Deux films en particulier retiennent votre attention. Growing de la Polonaise Agata Wieczorek (armée d’un beau CV : le Fresnoy et l’école de cinéma de Lodz, entre autres), grand prix il y a quelques mois au festival Court Métrange, joue la carte de l’horreur clinique, un peu façon Cronenberg. Clinique est bien le mot : on y suit le personnage trouble d’Ewa, apprentie sage-femme qui s’exerce aux gestes de l’accouchement sur des sortes de mannequins robotisés, avant de se découvrir elle-même enceinte, d’un bébé qu’elle ne désire pas, dans une société qui ne veut pas lui laisser le choix – ça finit mal. Sous le conte horrifique glacé se profile une charge contre les lois anti-IVG revenues en force en Pologne, comme ailleurs dans le monde, ces dernières années. Si la fin (le basculement dans l’horreur) est assez attendue, Growing séduit par sa manière de faire sourdre l’inquiétude à partir d’éléments documentaires (il a été tourné dans une véritable unité de simulation médicale à Lille, et les mannequins en silicone sont réels).

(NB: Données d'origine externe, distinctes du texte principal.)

//! Lanczos estimation of the largest-magnitude eigenvalue
//!
//! Only the eigenvalue is returned. Within one cycle the Krylov basis is
//! kept fully reorthogonalized (two Gram-Schmidt passes per step) so the
//! tridiagonal projection stays faithful on graphs with clustered spectra.
//!
//! A cycle holds at most `krylov_dimension` basis vectors. When it fills up
//! without converging, the solver restarts from the current Ritz vector
//! `y = V·s`, so memory stays at `O(n · krylov_dimension)` however large
//! the step budget is.
//!
//! Each step the extreme Ritz values of the tridiagonal `T_m` are found by
//! Sturm-sequence bisection, and the residual of the selected Ritz pair is
//! estimated as `β_m · |s_m|`, where `s` is the Ritz vector of `T_m`
//! (obtained by inverse iteration). The iteration stops when
//! `β_m · |s_m| <= tol · max(ε^{2/3}, |θ|)` or when the Krylov space becomes
//! invariant.

use serde::{Deserialize, Serialize};
use tracing::debug;

use crate::error::{Result, SpectralError};
use crate::scalar::Scalar;
use crate::sparse::SparseOperator;

/// Default Lanczos step budget
pub const DEFAULT_MAX_ITERATIONS: usize = 1000;

/// Default number of Krylov vectors held per restart cycle
pub const DEFAULT_KRYLOV_DIMENSION: usize = 20;

/// Default relative residual tolerance
pub const DEFAULT_TOLERANCE: f64 = 1e-10;

/// Default start-vector seed
pub const DEFAULT_SEED: u64 = 42;

const BISECTION_STEPS: usize = 256;
const INVERSE_ITERATION_STEPS: usize = 3;

/// A converged eigenvalue estimate
#[derive(Debug, Clone, Copy, PartialEq, Serialize, Deserialize)]
#[serde(bound = "T: Scalar")]
pub struct EigenEstimate<T> {
    /// Ritz value of largest magnitude
    pub value: T,
    /// Lanczos steps taken, summed over restarts
    pub iterations: usize,
    /// Restarts performed
    pub restarts: usize,
    /// Largest Krylov basis held at any point
    pub krylov_dimension: usize,
    /// Residual estimate at termination
    pub residual: T,
}

/// Lanczos eigensolver for symmetric sparse operators
#[derive(Debug, Clone, PartialEq)]
pub struct LanczosSolver {
    /// Maximum number of Lanczos steps, summed over restarts
    pub max_iterations: usize,
    /// Basis vectors held before restarting
    pub krylov_dimension: usize,
    /// Relative residual tolerance, floored at a few ulps of the working precision
    pub tolerance: f64,
    /// Seed of the deterministic start vector
    pub seed: u64,
}

impl Default for LanczosSolver {
    fn default() -> Self {
        Self {
            max_iterations: DEFAULT_MAX_ITERATIONS,
            krylov_dimension: DEFAULT_KRYLOV_DIMENSION,
            tolerance: DEFAULT_TOLERANCE,
            seed: DEFAULT_SEED,
        }
    }
}

impl LanczosSolver {
    /// Create a solver with an iteration budget and tolerance
    pub fn new(max_iterations: usize, tolerance: f64) -> Self {
        Self {
            max_iterations,
            tolerance,
            ..Default::default()
        }
    }

    /// Bound the Krylov basis held per restart cycle
    pub fn with_krylov_dimension(mut self, krylov_dimension: usize) -> Self {
        self.krylov_dimension = krylov_dimension;
        self
    }

    /// Use a different start-vector seed
    pub fn with_seed(mut self, seed: u64) -> Self {
        self.seed = seed;
        self
    }

    /// Largest-magnitude eigenvalue of a symmetric operator.
    ///
    /// Returns [`SpectralError::EigensolverNonConvergence`] when the budget
    /// runs out first. An empty or all-zero operator has eigenvalue 0.
    pub fn largest_eigenvalue<T: Scalar>(
        &self,
        op: &SparseOperator<T>,
    ) -> Result<EigenEstimate<T>> {
        if !op.is_square() {
            return Err(SpectralError::shape_mismatch(
                "largest_eigenvalue",
                op.shape(),
                (op.rows(), op.rows()),
            ));
        }
        if self.max_iterations == 0 {
            return Err(SpectralError::invalid_parameter(
                "max_iterations",
                "must be at least 1",
            ));
        }
        if self.krylov_dimension < 2 {
            return Err(SpectralError::invalid_parameter(
                "krylov_dimension",
                "must be at least 2",
            ));
        }
        if self.tolerance.is_nan() || self.tolerance < 0.0 {
            return Err(SpectralError::invalid_parameter(
                "tolerance",
                "must be non-negative",
            ));
        }

        let n = op.rows();
        let anorm = op.max_abs_row_sum();
        if n == 0 || anorm == T::zero() {
            return Ok(EigenEstimate {
                value: T::zero(),
                iterations: 0,
                restarts: 0,
                krylov_dimension: 0,
                residual: T::zero(),
            });
        }

        let eps = T::epsilon();
        let four = T::from_config(4.0);
        let tol = T::from_config(self.tolerance).max(four * eps);
        let eps23 = eps.powf(T::from_config(2.0 / 3.0));
        let breakdown = eps * anorm * T::from_config(n as f64).sqrt();
        let ncv = self.krylov_dimension.min(n);

        let mut start = random_unit_vector(n, self.seed);
        let mut steps = 0;
        let mut restarts = 0;
        let mut held = 0;
        let mut residual = T::infinity();

        while steps < self.max_iterations {
            let cycle = ncv.min(self.max_iterations - steps);
            let mut basis: Vec<Vec<T>> = vec![start];
            let mut alpha: Vec<T> = Vec::with_capacity(cycle);
            let mut beta: Vec<T> = Vec::with_capacity(cycle);
            let mut ritz = vec![T::one()];

            for j in 0..cycle {
                steps += 1;
                held = held.max(basis.len());

                let mut w = op.mul_vec(&basis[j])?;
                let a = dot(&w, &basis[j]);
                axpy(&mut w, &basis[j], a);
                if j > 0 {
                    axpy(&mut w, &basis[j - 1], beta[j - 1]);
                }
                for _ in 0..2 {
                    for q in &basis {
                        let proj = dot(&w, q);
                        axpy(&mut w, q, proj);
                    }
                }
                let b = norm(&w);
                alpha.push(a);

                let theta = largest_magnitude_ritz_value(&alpha, &beta);

                if b <= breakdown {
                    debug!(iterations = steps, restarts, "Krylov space became invariant");
                    return Ok(EigenEstimate {
                        value: theta,
                        iterations: steps,
                        restarts,
                        krylov_dimension: held,
                        residual: b,
                    });
                }

                ritz = ritz_vector(&alpha, &beta, theta);
                residual = b * ritz[j].abs();
                if residual <= tol * eps23.max(theta.abs()) {
                    debug!(iterations = steps, restarts, %theta, %residual, "Lanczos converged");
                    return Ok(EigenEstimate {
                        value: theta,
                        iterations: steps,
                        restarts,
                        krylov_dimension: held,
                        residual,
                    });
                }

                if j + 1 < cycle {
                    beta.push(b);
                    basis.push(w.iter().map(|&x| x / b).collect());
                }
            }

            if steps >= self.max_iterations {
                break;
            }
            start = combine(&basis, &ritz);
            restarts += 1;
            debug!(restarts, steps, %residual, "restarting Lanczos from Ritz vector");
        }

        Err(SpectralError::non_convergence(
            steps,
            residual.to_f64_lossless(),
        ))
    }
}

/// Deterministic pseudo-random unit vector (LCG)
fn random_unit_vector<T: Scalar>(n: usize, seed: u64) -> Vec<T> {
    let mut state = seed;
    let mut v: Vec<T> = (0..n)
        .map(|_| {
            state = state
                .wrapping_mul(6364136223846793005)
                .wrapping_add(1442695040888963407);
            let r = ((state >> 33) as f64) / ((1u64 << 31) as f64) - 0.5;
            T::from_config(r)
        })
        .collect();

    let nrm = norm(&v);
    if nrm > T::zero() {
        v.iter_mut().for_each(|x| *x = *x / nrm);
    } else {
        let uniform = T::one() / T::from_config(n as f64).sqrt();
        v.iter_mut().for_each(|x| *x = uniform);
    }
    v
}

fn dot<T: Scalar>(a: &[T], b: &[T]) -> T {
    a.iter().zip(b).fold(T::zero(), |acc, (&x, &y)| acc + x * y)
}

fn norm<T: Scalar>(v: &[T]) -> T {
    dot(v, v).sqrt()
}

/// Unit vector `V·s` in the span of `basis`
fn combine<T: Scalar>(basis: &[Vec<T>], s: &[T]) -> Vec<T> {
    let mut y = vec![T::zero(); basis[0].len()];
    for (v, &c) in basis.iter().zip(s) {
        axpy(&mut y, v, -c);
    }
    let nrm = norm(&y);
    if nrm > T::zero() && nrm.is_finite() {
        y.iter_mut().for_each(|x| *x = *x / nrm);
        y
    } else {
        basis[0].clone()
    }
}

/// a = a - scale * b
fn axpy<T: Scalar>(a: &mut [T], b: &[T], scale: T) {
    for (ai, &bi) in a.iter_mut().zip(b) {
        *ai = *ai - scale * bi;
    }
}

/// Number of eigenvalues of the tridiagonal `(alpha, beta)` strictly below `x`
fn sturm_count<T: Scalar>(alpha: &[T], beta: &[T], x: T) -> usize {
    let tiny = T::min_positive_value();
    let mut count = 0;
    let mut q = T::one();
    for (i, &a) in alpha.iter().enumerate() {
        let coupling = if i == 0 {
            T::zero()
        } else {
            beta[i - 1] * beta[i - 1] / q
        };
        q = a - x - coupling;
        if q == T::zero() {
            q = -tiny;
        }
        if q < T::zero() {
            count += 1;
        }
    }
    count
}

/// Gershgorin interval containing every eigenvalue of the tridiagonal
fn gershgorin_bounds<T: Scalar>(alpha: &[T], beta: &[T]) -> (T, T) {
    let mut lo = T::infinity();
    let mut hi = T::neg_infinity();
    for (i, &a) in alpha.iter().enumerate() {
        let left = if i > 0 { beta[i - 1].abs() } else { T::zero() };
        let right = if i < beta.len() { beta[i].abs() } else { T::zero() };
        lo = lo.min(a - left - right);
        hi = hi.max(a + left + right);
    }
    (lo, hi)
}

/// Bisect for the `k`-th smallest eigenvalue (1-based)
fn bisect_eigenvalue<T: Scalar>(alpha: &[T], beta: &[T], k: usize) -> T {
    let (mut lo, mut hi) = gershgorin_bounds(alpha, beta);
    let two = T::from_config(2.0);
    for _ in 0..BISECTION_STEPS {
        let mid = lo + (hi - lo) / two;
        if mid <= lo || mid >= hi {
            break;
        }
        if sturm_count(alpha, beta, mid) >= k {
            hi = mid;
        } else {
            lo = mid;
        }
    }
    lo + (hi - lo) / two
}

/// Extreme Ritz value of largest magnitude ("LM")
fn largest_magnitude_ritz_value<T: Scalar>(alpha: &[T], beta: &[T]) -> T {
    let m = alpha.len();
    let top = bisect_eigenvalue(alpha, beta, m);
    let bottom = bisect_eigenvalue(alpha, beta, 1);
    if bottom.abs() > top.abs() {
        bottom
    } else {
        top
    }
}

/// Unit Ritz vector of the tridiagonal for `theta`
fn ritz_vector<T: Scalar>(alpha: &[T], beta: &[T], theta: T) -> Vec<T> {
    let m = alpha.len();
    if m == 1 {
        return vec![T::one()];
    }

    let scale = alpha
        .iter()
        .chain(beta)
        .fold(T::min_positive_value(), |acc, x| acc.max(x.abs()));
    let pivot_floor = T::epsilon() * scale;

    let mut x = vec![T::one() / T::from_config(m as f64).sqrt(); m];
    for _ in 0..INVERSE_ITERATION_STEPS {
        let y = solve_shifted_tridiagonal(alpha, beta, theta, &x, pivot_floor);
        let nrm = norm(&y);
        if !(nrm > T::zero() && nrm.is_finite()) {
            break;
        }
        x = y.into_iter().map(|v| v / nrm).collect();
    }
    x
}

/// Solve `(T - shift·I) x = rhs` by Gaussian elimination with partial
/// pivoting; pivots smaller than `pivot_floor` are replaced by it.
fn solve_shifted_tridiagonal<T: Scalar>(
    alpha: &[T],
    beta: &[T],
    shift: T,
    rhs: &[T],
    pivot_floor: T,
) -> Vec<T> {
    let m = alpha.len();
    let floor = |p: T| {
        if p.abs() < pivot_floor {
            if p < T::zero() {
                -pivot_floor
            } else {
                pivot_floor
            }
        } else {
            p
        }
    };

    let mut d: Vec<T> = alpha.iter().map(|&a| a - shift).collect();
    let mut dl: Vec<T> = beta.to_vec();
    let mut du: Vec<T> = beta.to_vec();
    let mut du2 = vec![T::zero(); m.saturating_sub(2)];
    let mut b = rhs.to_vec();

    for i in 0..m - 1 {
        if d[i].abs() >= dl[i].abs() {
            d[i] = floor(d[i]);
            let fact = dl[i] / d[i];
            d[i + 1] = d[i + 1] - fact * du[i];
            b[i + 1] = b[i + 1] - fact * b[i];
            dl[i] = T::zero();
        } else {
            // Swap rows i and i+1
            let fact = d[i] / dl[i];
            d[i] = dl[i];
            let tmp = d[i + 1];
            d[i + 1] = du[i] - fact * tmp;
            if i + 2 < m {
                du2[i] = du[i + 1];
                du[i + 1] = -fact * du2[i];
            }
            du[i] = tmp;
            let b_i = b[i];
            b[i] = b[i + 1];
            b[i + 1] = b_i - fact * b[i];
        }
    }
    d[m - 1] = floor(d[m - 1]);

    let mut x = vec![T::zero(); m];
    x[m - 1] = b[m - 1] / d[m - 1];
    if m > 1 {
        x[m - 2] = (b[m - 2] - du[m - 2] * x[m - 1]) / d[m - 2];
    }
    for i in (0..m.saturating_sub(2)).rev() {
        x[i] = (b[i] - du[i] * x[i + 1] - du2[i] * x[i + 2]) / d[i];
    }
    x
}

A l’opposé de ce film plutôt mutique, Stuffed du Britannique Theo Rhys a conclu la soirée en fanfare, ou du moins en musique. Une taxidermiste d’âge mûr, lasse d’empailler des animaux, rêve de faire la même chose à un cobaye humain volontaire, qu’elle finit par trouver sur Internet : un homme d’âge mûr lui aussi, inquiet de voir son physique s’affaisser, ses rides se creuser. Comme si le pitch n’était pas en lui-même assez excentrique, le film enrobe le tout d’un vernis de comédie musicale gothique. Il fallait y penser : le genre par excellence du mouvement, de l’exaltation de la vie, de la joie d’avoir un corps pour chanter et danser, au service d’un récit guetté par la mort, pire, l’immobilisation totale, définitive, les traits et les gestes figés à jamais. Stuffed est aussi une comédie romantique assez tordue, un boy meets girl funèbre et grinçant. De quoi faire de beaux rêves en attendant le programme du lendemain.